At the time it was first established and for the majority of its 105-year history it focused on local news and community events, with the circulation recorded at 600 in 1884. Its first editor was John German Mauger (1856-1898), who along with John E. Kern (1844-1910) owned it and served as co-publishers. It began as a four-page biweekly publication with a subscription price of $1 annually but eventually became a weekly publication. The newspaper's motto was "The Union, The Constitution, and The Enforcement of The Law" and on November 4, 1881, it was the first newspaper in the United States to endorse Grover Cleveland for the presidency. A fire on January 22, 1883, burned much of Seligman's business district, including the offices of the newspaper. After the town was rebuilt, the newspaper office moved into the two-story brick building built by Drury Wilkerson (1836-1928) to house his general store on the southeast corner of North and Main streets. The building, which is still standing, is the most prominent building in Seligman's historic downtown was locally nicknamed "The Brick."

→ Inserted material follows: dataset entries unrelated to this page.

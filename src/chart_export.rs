//! Chart export to PNG (plotters bitmap backend).

use color_eyre::Result;
use plotters::prelude::*;
use std::path::{Path, PathBuf};
use tracing::info;

use crate::chart_data::{max_count, stacked_segments};
use crate::config::Theme;
use crate::dashboard::DashboardView;
use crate::pairings::{CrossTab, FoodCount};

pub const FREQUENCY_FILE: &str = "food_frequency.png";
pub const COMPARISON_FILE: &str = "wine_food_comparison.png";

const SIZE: (u32, u32) = (960, 540);
const BAR_RGB: RGBColor = RGBColor(192, 57, 43);

/// Label for an axis position that should sit exactly on bar `idx`.
fn label_at(labels: &[String], v: f64) -> String {
    if (v - v.round()).abs() > 1e-6 || v < 0.0 {
        return String::new();
    }
    labels.get(v.round() as usize).cloned().unwrap_or_default()
}

/// Horizontal bar chart of the food ranking, most frequent on top.
pub fn write_frequency_png(path: &Path, frequencies: &[FoodCount], subtitle: &str) -> Result<()> {
    if frequencies.is_empty() {
        return Err(color_eyre::eyre::eyre!("No data to export"));
    }

    let n = frequencies.len();
    let x_max = max_count(frequencies) as f64 * 1.1;
    // Row 0 is drawn at the top.
    let labels: Vec<String> = frequencies.iter().rev().map(|f| f.food.clone()).collect();

    let root = BitMapBackend::new(path, SIZE).into_drawing_area();
    root.fill(&WHITE)?;

    let caption = format!("Food pairings: {}", subtitle);
    let mut chart = ChartBuilder::on(&root)
        .caption(caption, ("sans-serif", 22))
        .margin(20)
        .x_label_area_size(40)
        .y_label_area_size(140)
        .build_cartesian_2d(0.0..x_max.max(1.0), -0.5..(n as f64 - 0.5))?;

    chart
        .configure_mesh()
        .disable_y_mesh()
        .y_labels(n)
        .y_label_formatter(&|v| label_at(&labels, *v))
        .x_desc("Number of Pairings")
        .y_desc("Food")
        .draw()?;

    chart.draw_series(frequencies.iter().enumerate().map(|(rank, f)| {
        let y = (n - 1 - rank) as f64;
        Rectangle::new([(0.0, y - 0.35), (f.count as f64, y + 0.35)], BAR_RGB.filled())
    }))?;

    root.present()?;
    Ok(())
}

/// Stacked bars of food × wine counts with a wine legend.
pub fn write_comparison_png(path: &Path, tab: &CrossTab, palette: &[(u8, u8, u8)]) -> Result<()> {
    if tab.is_empty() {
        return Err(color_eyre::eyre::eyre!("No data to export"));
    }

    let n = tab.foods.len();
    let y_max = tab.max_row_total() as f64 * 1.1;
    let segments = stacked_segments(tab);

    let root = BitMapBackend::new(path, SIZE).into_drawing_area();
    root.fill(&WHITE)?;

    let mut chart = ChartBuilder::on(&root)
        .caption("Wine vs Food Pairing Comparison", ("sans-serif", 22))
        .margin(20)
        .x_label_area_size(60)
        .y_label_area_size(50)
        .build_cartesian_2d(-0.5..(n as f64 - 0.5), 0.0..y_max.max(1.0))?;

    chart
        .configure_mesh()
        .disable_x_mesh()
        .x_labels(n)
        .x_label_formatter(&|v| label_at(&tab.foods, *v))
        .x_desc("Food")
        .y_desc("Count")
        .draw()?;

    for (wine_idx, wine) in tab.wines.iter().enumerate() {
        let (r, g, b) = if palette.is_empty() {
            (128, 128, 128)
        } else {
            palette[wine_idx % palette.len()]
        };
        let color = RGBColor(r, g, b);
        let rects = segments.iter().enumerate().flat_map(|(food_idx, segs)| {
            segs.iter()
                .filter(|s| s.wine_idx == wine_idx)
                .map(move |s| {
                    let x = food_idx as f64;
                    Rectangle::new(
                        [(x - 0.35, s.start as f64), (x + 0.35, s.end as f64)],
                        color.filled(),
                    )
                })
        });
        chart
            .draw_series(rects)?
            .label(wine.as_str())
            .legend(move |(x, y)| Rectangle::new([(x, y - 5), (x + 12, y + 5)], color.filled()));
    }

    chart
        .configure_series_labels()
        .position(SeriesLabelPosition::UpperRight)
        .background_style(WHITE.mix(0.8))
        .border_style(BLACK)
        .draw()?;

    root.present()?;
    Ok(())
}

/// Write every chart the dashboard currently shows into `dir`.
/// Returns the files written; an empty selection writes nothing.
pub fn export_dashboard_charts(
    dir: &Path,
    view: &DashboardView,
    theme: &Theme,
) -> Result<Vec<PathBuf>> {
    std::fs::create_dir_all(dir)?;
    let mut written = Vec::new();

    if !view.frequencies.is_empty() {
        let path = dir.join(FREQUENCY_FILE);
        write_frequency_png(&path, &view.frequencies, view.selection.label())?;
        written.push(path);
    }

    if let Some(tab) = view.comparison.as_ref().filter(|t| !t.is_empty()) {
        let path = dir.join(COMPARISON_FILE);
        write_comparison_png(&path, tab, &theme.wine_palette_rgb)?;
        written.push(path);
    }

    info!(dir = %dir.display(), files = written.len(), "charts exported");
    Ok(written)
}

By 1972 the population of Seligman had greatly contracted by about a third from the size it had been when the Seligman Sunbeam was first founded (from around 600 to 424), largely due to the termination of passenger rail service to the town between 1958 and 1960, leaving the newspaper on the verge of extinction. Around this time a self-styled prophet named Edward Aloysius Roberts, known as Bab, purchased the paper. Roberts claimed he was the voice for a deity or entity he called Delamer Duverus. The focus of the newspaper greatly changed at this point. It no longer covered local news, but instead published extreme anti-Semitic conspiratorial material. In this newspaper and his additional writings and publications, including his book The Golden Reed, which he authored under the name Delamer Duverus, he attacked people of the Jewish faith and talked extensively about evil spirits and corrupt government. Publication of the then-named American Sunbeam ended in 1986 with the death of Roberts.